**What is required**:
Every line below that contains the word "collections" must be copied.

----------

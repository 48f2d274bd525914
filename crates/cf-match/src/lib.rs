use aho_corasick::AhoCorasick;
use cf_core::{Match, MatchEndpoint, NormalisedItem};
use std::collections::{HashMap, HashSet};

/// Weighted components of the C9 match score (spec §4.9): verbatim id-mention,
/// cross-referenced URLs/ids, title token-set similarity, and co-occurring
/// named entities pulled out by enrichment (C5).
#[derive(Debug, Clone, Copy)]
pub struct MatchWeights {
    pub id_mention: f64,
    pub url_cross_reference: f64,
    pub title_similarity: f64,
    pub entity_overlap: f64,
}

impl Default for MatchWeights {
    fn default() -> Self {
        Self {
            id_mention: 0.6,
            url_cross_reference: 0.2,
            title_similarity: 0.15,
            entity_overlap: 0.05,
        }
    }
}

#[derive(Debug, Clone)]
pub struct MatchConfig {
    pub weights: MatchWeights,
    pub min_score: f64,
}

impl Default for MatchConfig {
    fn default() -> Self {
        Self {
            weights: MatchWeights::default(),
            min_score: 0.5,
        }
    }
}

fn item_text(item: &NormalisedItem) -> String {
    let mut text = item.title.clone();
    for v in item.content.values() {
        match v {
            serde_json::Value::String(s) => {
                text.push(' ');
                text.push_str(s);
            }
            serde_json::Value::Array(arr) => {
                for entry in arr {
                    if let Some(s) = entry.as_str() {
                        text.push(' ');
                        text.push_str(s);
                    }
                }
            }
            _ => {}
        }
    }
    text
}

fn title_tokens(title: &str) -> HashSet<String> {
    title.split_whitespace().map(|w| w.to_lowercase()).collect()
}

/// An item's cross-referenceable tokens: every URL and id-like token C5
/// extracted during enrichment. Empty if the item was never enriched.
fn reference_tokens(item: &NormalisedItem) -> HashSet<String> {
    match &item.analysis {
        Some(analysis) => analysis
            .extracted_urls
            .iter()
            .chain(analysis.extracted_ids.iter())
            .cloned()
            .collect(),
        None => HashSet::new(),
    }
}

/// An item's co-occurring named entities across all three kinds C5 extracts,
/// lowercased so "Acme Corp" and "acme corp" count as the same entity.
fn entity_tokens(item: &NormalisedItem) -> HashSet<String> {
    match &item.analysis {
        Some(analysis) => analysis
            .entities
            .people
            .iter()
            .chain(analysis.entities.organizations.iter())
            .chain(analysis.entities.technical.iter())
            .map(|e| e.to_lowercase())
            .collect(),
        None => HashSet::new(),
    }
}

fn jaccard(a: &HashSet<String>, b: &HashSet<String>) -> f64 {
    if a.is_empty() && b.is_empty() {
        return 0.0;
    }
    let intersection = a.intersection(b).count() as f64;
    let union = a.union(b).count() as f64;
    if union == 0.0 {
        0.0
    } else {
        intersection / union
    }
}

/// Build candidate (left_idx, right_idx) pairs: items whose id appears
/// verbatim in the other side's content, found via one multi-pattern scan
/// per direction instead of a quadratic substring search per pair.
fn id_mention_candidates(
    left: &[NormalisedItem],
    right: &[NormalisedItem],
) -> HashSet<(usize, usize)> {
    let mut candidates = HashSet::new();

    let left_ids: Vec<&str> = left.iter().map(|i| i.id.as_str()).collect();
    if let Ok(ac) = AhoCorasick::new(&left_ids) {
        for (right_idx, item) in right.iter().enumerate() {
            let text = item_text(item);
            for m in ac.find_iter(&text) {
                candidates.insert((m.pattern().as_usize(), right_idx));
            }
        }
    }

    let right_ids: Vec<&str> = right.iter().map(|i| i.id.as_str()).collect();
    if let Ok(ac) = AhoCorasick::new(&right_ids) {
        for (left_idx, item) in left.iter().enumerate() {
            let text = item_text(item);
            for m in ac.find_iter(&text) {
                candidates.insert((left_idx, m.pattern().as_usize()));
            }
        }
    }

    candidates
}

/// Bucket items by title token, then union every pair of items sharing a
/// bucket as additional candidates (keeps the comparison space near the
/// O(|A|+|B|) inverted-index cost instead of O(|A|*|B|)).
fn title_candidates(left: &[NormalisedItem], right: &[NormalisedItem]) -> HashSet<(usize, usize)> {
    let mut buckets: HashMap<String, Vec<usize>> = HashMap::new();
    for (idx, item) in right.iter().enumerate() {
        for token in title_tokens(&item.title) {
            buckets.entry(token).or_default().push(idx);
        }
    }

    let mut candidates = HashSet::new();
    for (left_idx, item) in left.iter().enumerate() {
        for token in title_tokens(&item.title) {
            if let Some(right_idxs) = buckets.get(&token) {
                for &right_idx in right_idxs {
                    candidates.insert((left_idx, right_idx));
                }
            }
        }
    }
    candidates
}

/// Bucket items by extracted URL/id reference, so two items that cross-link
/// the same URL become a candidate pair even without a title or id overlap.
fn reference_candidates(left: &[NormalisedItem], right: &[NormalisedItem]) -> HashSet<(usize, usize)> {
    let mut buckets: HashMap<String, Vec<usize>> = HashMap::new();
    for (idx, item) in right.iter().enumerate() {
        for token in reference_tokens(item) {
            buckets.entry(token).or_default().push(idx);
        }
    }

    let mut candidates = HashSet::new();
    for (left_idx, item) in left.iter().enumerate() {
        for token in reference_tokens(item) {
            if let Some(right_idxs) = buckets.get(&token) {
                for &right_idx in right_idxs {
                    candidates.insert((left_idx, right_idx));
                }
            }
        }
    }
    candidates
}

/// Score and filter candidate cross-source matches (spec §4.9).
///
/// Returns an empty `Vec` immediately if either side is empty — matching
/// against nothing is a no-op, not an error.
pub fn find_matches(
    left_source: &str,
    left: &[NormalisedItem],
    right_source: &str,
    right: &[NormalisedItem],
    config: &MatchConfig,
) -> Vec<Match> {
    if left.is_empty() || right.is_empty() {
        return Vec::new();
    }

    let id_mention_pairs = id_mention_candidates(left, right);

    let mut candidates = id_mention_pairs.clone();
    candidates.extend(title_candidates(left, right));
    candidates.extend(reference_candidates(left, right));

    let mut matches = Vec::new();
    for (left_idx, right_idx) in candidates {
        let l = &left[left_idx];
        let r = &right[right_idx];

        let id_component = if id_mention_pairs.contains(&(left_idx, right_idx)) { 1.0 } else { 0.0 };
        let url_component = jaccard(&reference_tokens(l), &reference_tokens(r));
        let title_component = jaccard(&title_tokens(&l.title), &title_tokens(&r.title));
        let entity_component = jaccard(&entity_tokens(l), &entity_tokens(r));

        let score = config.weights.id_mention * id_component
            + config.weights.url_cross_reference * url_component
            + config.weights.title_similarity * title_component
            + config.weights.entity_overlap * entity_component;

        if score < config.min_score {
            continue;
        }

        let mut evidence = Vec::new();
        if id_component > 0.0 {
            evidence.push(format!("id '{}' mentioned verbatim", l.id));
        }
        if url_component > 0.0 {
            evidence.push(format!("url/id cross-reference overlap {url_component:.2}"));
        }
        if title_component > 0.0 {
            evidence.push(format!("title token overlap {title_component:.2}"));
        }
        if entity_component > 0.0 {
            evidence.push(format!("co-occurring entities overlap {entity_component:.2}"));
        }

        matches.push(Match {
            left: MatchEndpoint { source: left_source.to_string(), id: l.id.clone() },
            right: MatchEndpoint { source: right_source.to_string(), id: r.id.clone() },
            score,
            evidence,
        });
    }

    // Deterministic order: highest score first, ties broken by (left id, right id).
    matches.sort_by(|a, b| {
        b.score
            .partial_cmp(&a.score)
            .unwrap_or(std::cmp::Ordering::Equal)
            .then_with(|| a.left.id.cmp(&b.left.id))
            .then_with(|| a.right.id.cmp(&b.right.id))
    });
    matches
}

#[cfg(test)]
mod tests {
    use super::*;
    use std::collections::HashMap;

    fn item(id: &str, title: &str) -> NormalisedItem {
        NormalisedItem {
            id: id.to_string(),
            source: "test".into(),
            title: title.to_string(),
            content: HashMap::new(),
            metadata: HashMap::new(),
            analysis: None,
            relationships: None,
        }
    }

    #[test]
    fn empty_side_produces_no_matches() {
        let left = vec![item("A-1", "Login bug")];
        assert!(find_matches("a", &left, "b", &[], &MatchConfig::default()).is_empty());
        assert!(find_matches("a", &[], "b", &left, &MatchConfig::default()).is_empty());
    }

    #[test]
    fn id_mentioned_in_content_scores_above_threshold() {
        let mut right_item = item("WIKI-9", "Notes");
        right_item.content.insert("body".into(), serde_json::json!("fixed in A-1 yesterday"));
        let left = vec![item("A-1", "Login bug")];
        let matches = find_matches("tracker", &left, "wiki", &[right_item], &MatchConfig::default());
        assert_eq!(matches.len(), 1);
        assert!(matches[0].score >= 0.6);
    }

    #[test]
    fn unrelated_items_produce_no_match() {
        let left = vec![item("A-1", "Totally unrelated subject matter")];
        let right = vec![item("B-1", "Something else entirely different")];
        let matches = find_matches("a", &left, "b", &right, &MatchConfig::default());
        assert!(matches.is_empty());
    }

    #[test]
    fn matches_are_sorted_by_descending_score() {
        let mut strong = item("X-1", "Authentication login flow bug");
        strong.content.insert("body".into(), serde_json::json!("see A-1"));
        let left = vec![item("A-1", "Authentication login flow bug")];
        let right = vec![strong, item("X-2", "unrelated")];
        let matches = find_matches("a", &left, "b", &right, &MatchConfig::default());
        assert!(matches.windows(2).all(|w| w[0].score >= w[1].score));
    }

    #[test]
    fn shared_extracted_url_contributes_the_cross_reference_component() {
        use cf_core::ItemAnalysis;

        let mut left_item = item("A-1", "Runbook");
        left_item.analysis = Some(ItemAnalysis {
            summary: String::new(),
            keywords: vec![],
            extracted_ids: vec![],
            extracted_urls: vec!["https://wiki.example/page/42".into()],
            entities: Default::default(),
            sentiment: Default::default(),
        });
        let mut right_item = item("W-1", "Incident notes");
        right_item.analysis = Some(ItemAnalysis {
            summary: String::new(),
            keywords: vec![],
            extracted_ids: vec![],
            extracted_urls: vec!["https://wiki.example/page/42".into()],
            entities: Default::default(),
            sentiment: Default::default(),
        });

        let matches = find_matches("a", &[left_item], "b", &[right_item], &MatchConfig {
            weights: MatchWeights::default(),
            min_score: 0.1,
        });
        assert_eq!(matches.len(), 1);
        assert!(matches[0].evidence.iter().any(|e| e.contains("cross-reference")));
    }
}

----------

**Output of the task**:
use std::collections::{HashMap, HashSet};
    use std::collections::HashMap;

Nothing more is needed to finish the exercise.